村中は受取って礼をのべると、時間が気になるらしく、すぐ起ちあがった。
「今晩から何かやりますから、あとをよろしく願います」
そう言葉を残して出て行った。
村中を玄関に送って座敷へ引き返すと、亀川は西田にさっそく訊ねた。
「何かをやると言うが・・・若い連中は、どの程度のことをやろうとしているのか」
「明朝未明、一連隊と三連隊が起って、重臣を一斉に襲撃することになってます」
西田がそう答えると、亀川は眼を光らせて、
「可能性があるか」
「可能性はあります・・・で、事が起こったら、青年将校らの希望として、真崎内閣、柳川陸相ということにしたいですから、真崎対象へは、あなたからよろしくその旨を伝えて置いていただきたいのです」
「承知した」と亀川は引受けた。
「とにかく銃声が聞こえたら。事が実現したと思って下さい」
西田は二十分ほど話して、帰って行った。
亀川は、西田が帰ったあと、すぐ身支度をして、白金三光町の久原邸へ赴いた。── 日頃、何かと経済的な恩顧を蒙っている久原に、事情を真ッ先に提供するためだった。

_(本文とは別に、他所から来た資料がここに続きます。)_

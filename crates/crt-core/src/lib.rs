pub mod clock;
pub mod colorspace;
pub mod crt;
pub mod geometry;
pub mod noise;
pub mod params;
pub mod transition;

pub use clock::FrameClock;
pub use geometry::Aabb;
pub use params::{SceneConfig, ScreenParams};
pub use transition::{TransitionEvent, TransitionState};
//! RGB ↔ HSL conversions.
//!
//! Part of the effect-math library. The screen shader carries a GLSL twin of
//! these routines on a disabled saturation path; this is the tested,
//! reusable form.

use glam::Vec3;

/// Convert an RGB color (channels in [0,1]) to HSL with hue in degrees.
pub fn rgb_to_hsl(rgb: Vec3) -> Vec3 {
    let min = rgb.x.min(rgb.y).min(rgb.z);
    let max = rgb.x.max(rgb.y).max(rgb.z);

    let l = (max + min) / 2.0;

    if max == min {
        return Vec3::new(0.0, 0.0, l);
    }

    let chroma = max - min;

    let mut h = if rgb.x == max {
        ((rgb.y - rgb.z) / chroma).rem_euclid(6.0)
    } else if rgb.y == max {
        (rgb.z - rgb.x) / chroma + 2.0
    } else {
        (rgb.x - rgb.y) / chroma + 4.0
    };
    h *= 60.0;

    let s = if l < 0.5 {
        chroma / (max + min)
    } else {
        chroma / (2.0 - max - min)
    };

    Vec3::new(h, s, l)
}

fn hsl_channel(hsl: Vec3, n: f32) -> f32 {
    let k = (n + hsl.x / 30.0).rem_euclid(12.0);
    let a = hsl.y * hsl.z.min(1.0 - hsl.z);
    hsl.z - a * (-1.0f32).max((k - 3.0).min((9.0 - k).min(1.0)))
}

/// Convert an HSL color (hue in degrees) back to RGB.
pub fn hsl_to_rgb(hsl: Vec3) -> Vec3 {
    Vec3::new(
        hsl_channel(hsl, 0.0),
        hsl_channel(hsl, 8.0),
        hsl_channel(hsl, 4.0),
    )
}

#[cfg(test)]
mod tests {
    use super::*;

    fn close(a: Vec3, b: Vec3) -> bool {
        (a - b).abs().max_element() < 1e-4
    }

    #[test]
    fn test_primaries() {
        assert!(close(rgb_to_hsl(Vec3::X), Vec3::new(0.0, 1.0, 0.5)));
        assert!(close(rgb_to_hsl(Vec3::Y), Vec3::new(120.0, 1.0, 0.5)));
        assert!(close(rgb_to_hsl(Vec3::Z), Vec3::new(240.0, 1.0, 0.5)));
    }

    #[test]
    fn test_grays_have_zero_saturation() {
        let hsl = rgb_to_hsl(Vec3::splat(0.3));
        assert_eq!(hsl.x, 0.0);
        assert_eq!(hsl.y, 0.0);
        assert!((hsl.z - 0.3).abs() < 1e-6);
    }

    #[test]
    fn test_round_trip() {
        for &rgb in &[
            Vec3::new(0.8, 0.2, 0.4),
            Vec3::new(0.1, 0.9, 0.7),
            Vec3::new(0.5, 0.5, 0.2),
        ] {
            let back = hsl_to_rgb(rgb_to_hsl(rgb));
            assert!(close(rgb, back), "{rgb:?} -> {back:?}");
        }
    }
}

だが、壁のストーヴに薪がチョロチョロ燃えている応接室で、亀川がそれを伝えると、久原は各帯の腹をなでて笑った。
「そんなバカな事が出来るか」
久原が折角の情報を頭から信用しないので、亀川は張合い抜けがした。
「そう馬鹿にしたもんじゃないですよ、今度起ったら事は大きいですよ、五・一五事件どころの騒ぎではありませんかtらね」
亀川は、西田から聞いた話に多少の尾ヒレをつけて、青年将校の動静を細かに説明した。
久原はフンフンと聞いていたが、しかし最後まで半信半疑の顔つきであった。